Em conversa com a imprensa estrangeira em Jerusalém, ele defendeu a ofensiva militar planejada no território palestino e disse que ‘o objetivo não é ocupar Gaza, mas libertá-la’
Segundo Netanyahu, a operação terá cinco fases. “Em primeiro lugar, desarmar o Hamas. Em segundo lugar, libertar todos os reféns. Em terceiro lugar, desmilitarizar Gaza. Em quarto lugar, Israel exercerá um controle de segurança preponderante. Em quinto lugar, uma administração civil pacífica não israelense”, resumiu o primeiro-ministro. Netanyahu também reagiu ao que chamou de “campanha global de mentiras” contra o plano, que vem recebendo críticas dentro e fora de Israel. Segundo ele, há um “prazo relativamente curto” para os próximos passos em Gaza, que incluem a desmilitarização do território, o controle de segurança sob responsabilidade das Forças de Defesa de Israel e a criação de uma administração civil não israelense.
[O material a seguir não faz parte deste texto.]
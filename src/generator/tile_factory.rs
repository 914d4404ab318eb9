/*
tile_factory.rs

Copyright 2025 Pcpuzzle contributors

This file is part of Pcpuzzle.

Pcpuzzle is free software: you can redistribute it and/or modify it under the
terms of the GNU General Public License as published by the Free Software
Foundation, either version 3 of the License, or (at your option) any later
version.

Pcpuzzle is distributed in the hope that it will be useful, but WITHOUT ANY
WARRANTY; without even the implied warranty of MERCHANTABILITY or FITNESS FOR
A PARTICULAR PURPOSE. See the GNU General Public License for more details.

You should have received a copy of the GNU General Public License along with
Pcpuzzle. If not, see <https://www.gnu.org/licenses/>.

SPDX-License-Identifier: GPL-3.0-or-later
*/

//! Generate random unique tiles.

use log::{debug, warn};
use rand::rngs::StdRng;
use rand::{Rng, SeedableRng};
use std::collections::HashSet;
use std::error::Error;
use std::fmt;

use super::color::Color;
use super::difficulty::LengthBonus;
use crate::settings::Settings;
use crate::tile::{Tile, TileId};

/// Type of errors.
#[derive(Debug, PartialEq)]
pub enum GenerationError {
    /// No new (top, bottom) pair found within the allowed number of draws.
    Exhausted { attempts: usize },
}

impl fmt::Display for GenerationError {
    fn fmt(&self, f: &mut fmt::Formatter) -> fmt::Result {
        match self {
            GenerationError::Exhausted { attempts } => {
                write!(f, "no unique tile found after {attempts} attempts")
            }
        }
    }
}

impl Error for GenerationError {}

/// Pair of faces, as recorded in the uniqueness registry.
type FacePair = (Vec<Color>, Vec<Color>);

/// [`TileFactory`] object.
pub struct TileFactory {
    rng: StdRng,

    /// Pairs already used in the tray being generated.
    /// The registry is cleared each time a new tray is generated.
    registry: HashSet<FacePair>,

    /// Next tile identifier.
    next_id: u64,

    /// Maximum number of draws for one tile.
    max_attempts: usize,

    tile_width: f64,
    tile_height: f64,
}

impl TileFactory {
    /// Create a [`TileFactory`] object seeded from the operating system.
    pub fn new(settings: &Settings) -> Self {
        Self::from_rng(settings, StdRng::from_os_rng())
    }

    /// Create a [`TileFactory`] object with a reproducible sequence of tiles.
    pub fn with_seed(settings: &Settings, seed: u64) -> Self {
        Self::from_rng(settings, StdRng::seed_from_u64(seed))
    }

    fn from_rng(settings: &Settings, rng: StdRng) -> Self {
        Self {
            rng,
            registry: HashSet::new(),
            next_id: 0,
            max_attempts: settings.max_attempts.max(1),
            tile_width: settings.tile_width,
            tile_height: settings.tile_height,
        }
    }

    /// Allocate a new tile identifier.
    pub fn next_id(&mut self) -> TileId {
        self.next_id += 1;
        TileId(self.next_id)
    }

    /// Build a tile with the given faces. The registry is not involved.
    pub fn build(&mut self, top: Vec<Color>, bottom: Vec<Color>) -> Tile {
        let id: TileId = self.next_id();
        Tile::new(id, top, bottom, self.tile_width, self.tile_height)
    }

    /// Draw a random face whose length is in the range allowed by the bonus.
    fn random_face(&mut self, bonus: LengthBonus) -> Vec<Color> {
        let (low, high) = bonus.length_range();
        let len: usize = self.rng.random_range(low..=high);
        (0..len).map(|_| Color::random(&mut self.rng)).collect()
    }

    /// Generate a tile whose faces are not in the registry yet, and record them.
    ///
    /// # Errors
    ///
    /// The method returns [`GenerationError::Exhausted`] when no new pair is found after the
    /// maximum number of draws.
    pub fn generate(&mut self, bonus: LengthBonus) -> Result<Tile, GenerationError> {
        for attempt in 1..=self.max_attempts {
            let top: Vec<Color> = self.random_face(bonus);
            let bottom: Vec<Color> = self.random_face(bonus);
            let pair: FacePair = (top, bottom);
            if self.registry.contains(&pair) {
                debug!("    Duplicated pair at attempt {attempt}, drawing again");
                continue;
            }
            self.registry.insert(pair.clone());
            let (top, bottom) = pair;
            return Ok(self.build(top, bottom));
        }
        warn!(
            "Tile generation gave up after {} attempts ({} pairs in use)",
            self.max_attempts,
            self.registry.len()
        );
        Err(GenerationError::Exhausted {
            attempts: self.max_attempts,
        })
    }

    /// Generate a tray of unique tiles.
    ///
    /// The registry is cleared first, so the new tray may repeat a pair from a previous tray.
    pub fn generate_tray(
        &mut self,
        count: usize,
        bonus: LengthBonus,
    ) -> Result<Vec<Tile>, GenerationError> {
        self.registry.clear();
        let mut tray: Vec<Tile> = Vec::with_capacity(count);
        for i in 0..count {
            let tile: Tile = self.generate(bonus)?;
            debug!("Tile {i}: {tile}");
            tray.push(tile);
        }
        Ok(tray)
    }
}
/*
highscores.rs

Copyright 2025 Pcpuzzle contributors

This file is part of Pcpuzzle.

Pcpuzzle is free software: you can redistribute it and/or modify it under the
terms of the GNU General Public License as published by the Free Software
Foundation, either version 3 of the License, or (at your option) any later
version.

Pcpuzzle is distributed in the hope that it will be useful, but WITHOUT ANY
WARRANTY; without even the implied warranty of MERCHANTABILITY or FITNESS FOR
A PARTICULAR PURPOSE. See the GNU General Public License for more details.

You should have received a copy of the GNU General Public License along with
Pcpuzzle. If not, see <https://www.gnu.org/licenses/>.

SPDX-License-Identifier: GPL-3.0-or-later
*/

//! Best times of the running session.
//!
//! The main object, [`HighScores`], maintains a scoreboard for each game mode.
//! Scores only live as long as the process: nothing is written to disk.

use std::collections::HashMap;
use std::time::{Duration, SystemTime};

use serde::Serialize;

use crate::clock::GameMode;

/// Number of entries per scoreboard (number of top scores to keep).
const BOARD_SIZE: usize = 10;

/// Object that represent a score.
#[derive(Serialize, Debug, Clone, Copy, PartialEq)]
pub struct Score {
    /// How long did it take for solving the puzzle.
    pub time: Duration,

    /// Number of tiles in the solution.
    pub tiles: usize,

    /// Difficulty level of the tray.
    pub level: usize,

    /// Completion timestamp.
    pub when: SystemTime,
}

/// Sorted list of the top scores for a mode.
#[derive(Serialize, Debug, Clone, Default)]
struct ModeScoreBoard {
    top: Vec<Score>,
}

impl ModeScoreBoard {
    /// Add a score to the scoreboard and return the position in the board, or None if the
    /// score does not make it to the board.
    ///
    /// Faster times rank first. For the same time, the shorter solution ranks first.
    /// The returned position starts at 1 (top score).
    fn add_score(&mut self, score: Score) -> Option<usize> {
        let index: usize = self
            .top
            .iter()
            .position(|s| (score.time, score.tiles) < (s.time, s.tiles))
            .unwrap_or(self.top.len());
        if index >= BOARD_SIZE {
            return None;
        }
        self.top.insert(index, score);
        self.top.truncate(BOARD_SIZE);
        Some(index + 1)
    }
}

/// List of the scoreboards for the game modes.
#[derive(Serialize, Debug, Clone, Default)]
pub struct HighScores {
    board: HashMap<GameMode, ModeScoreBoard>,
}

impl HighScores {
    /// Create a [`HighScores`] object.
    pub fn new() -> Self {
        Self::default()
    }

    /// Add a score to the scoreboard of the given mode and return the position in the
    /// scoreboard, or None if the score does not make it to the board.
    pub fn add_score(
        &mut self,
        mode: GameMode,
        time: Duration,
        tiles: usize,
        level: usize,
    ) -> Option<usize> {
        self.board.entry(mode).or_default().add_score(Score {
            time,
            tiles,
            level,
            when: SystemTime::now(),
        })
    }

    /// Return the list of [`Score`] for the given mode.
    ///
    /// Return None when the scoreboard is empty.
    pub fn get_score(&self, mode: GameMode) -> Option<&Vec<Score>> {
        self.board
            .get(&mode)
            .map(|b| &b.top)
            .filter(|top| !top.is_empty())
    }

    /// Return whether the list of scoreboard is empty (no scoreboard for any mode)
    pub fn is_empty(&self) -> bool {
        self.board.values().all(|b| b.top.is_empty())
    }
}

#[cfg(test)]
mod tests {
    use super::*;

    fn secs(s: u64) -> Duration {
        Duration::from_secs(s)
    }

    #[test]
    fn ranks_by_time_then_tiles() {
        let mut scores = HighScores::new();
        assert!(scores.is_empty());
        assert_eq!(scores.add_score(GameMode::Classic, secs(30), 3, 1), Some(1));
        assert_eq!(scores.add_score(GameMode::Classic, secs(10), 5, 1), Some(1));
        assert_eq!(scores.add_score(GameMode::Classic, secs(30), 2, 1), Some(2));
        assert_eq!(scores.add_score(GameMode::Classic, secs(60), 1, 1), Some(4));

        let top = scores.get_score(GameMode::Classic).expect("scores");
        let times: Vec<(u64, usize)> = top.iter().map(|s| (s.time.as_secs(), s.tiles)).collect();
        assert_eq!(times, vec![(10, 5), (30, 2), (30, 3), (60, 1)]);
    }

    #[test]
    fn boards_are_per_mode() {
        let mut scores = HighScores::new();
        scores.add_score(GameMode::TimedHard, secs(12), 2, 3);
        assert!(scores.get_score(GameMode::Classic).is_none());
        assert_eq!(scores.get_score(GameMode::TimedHard).map(|v| v.len()), Some(1));
        assert!(!scores.is_empty());
    }

    #[test]
    fn board_is_bounded() {
        let mut scores = HighScores::new();
        for i in 0..BOARD_SIZE as u64 {
            assert!(scores.add_score(GameMode::Classic, secs(10 + i), 1, 1).is_some());
        }
        // Slower than everything on a full board
        assert_eq!(scores.add_score(GameMode::Classic, secs(100), 1, 1), None);
        // Faster than everything: top position, last score dropped
        assert_eq!(scores.add_score(GameMode::Classic, secs(1), 1, 1), Some(1));
        let top = scores.get_score(GameMode::Classic).expect("scores");
        assert_eq!(top.len(), BOARD_SIZE);
        assert_eq!(top.last().map(|s| s.time), Some(secs(18)));
    }
}
/*
config.rs

Copyright 2025 Pcpuzzle contributors

This file is part of Pcpuzzle.

Pcpuzzle is free software: you can redistribute it and/or modify it under the
terms of the GNU General Public License as published by the Free Software
Foundation, either version 3 of the License, or (at your option) any later
version.

Pcpuzzle is distributed in the hope that it will be useful, but WITHOUT ANY
WARRANTY; without even the implied warranty of MERCHANTABILITY or FITNESS FOR
A PARTICULAR PURPOSE. See the GNU General Public License for more details.

You should have received a copy of the GNU General Public License along with
Pcpuzzle. If not, see <https://www.gnu.org/licenses/>.

SPDX-License-Identifier: GPL-3.0-or-later
*/

//! Build-time constants.

pub static APPLICATION_NAME: &str = "Pcpuzzle";
pub static VERSION: &str = env!("CARGO_PKG_VERSION");
pub static COPYRIGHT_NOTICE: &str = concat!(
    env!("CARGO_PKG_VERSION"),
    "
Copyright 2025 Pcpuzzle contributors
License GPLv3+: GNU GPL version 3 or later <https://gnu.org/licenses/gpl.html>.
This is free software: you are free to change and redistribute it.
There is NO WARRANTY, to the extent permitted by law."
);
O premiê disse ainda que ordenou às forças armadas, nos últimos dias, que “tragam mais jornalistas estrangeiros” para cobrir o conflito – algo inédito desde o início da guerra, já que a entrada de repórteres em Gaza tem ocorrido apenas em visitas organizadas pelo Exército. Netanyahu voltou a atribuir ao grupo terrorista Hamas a responsabilidade por mortes de civis, destruição e falta de ajuda humanitária no enclave.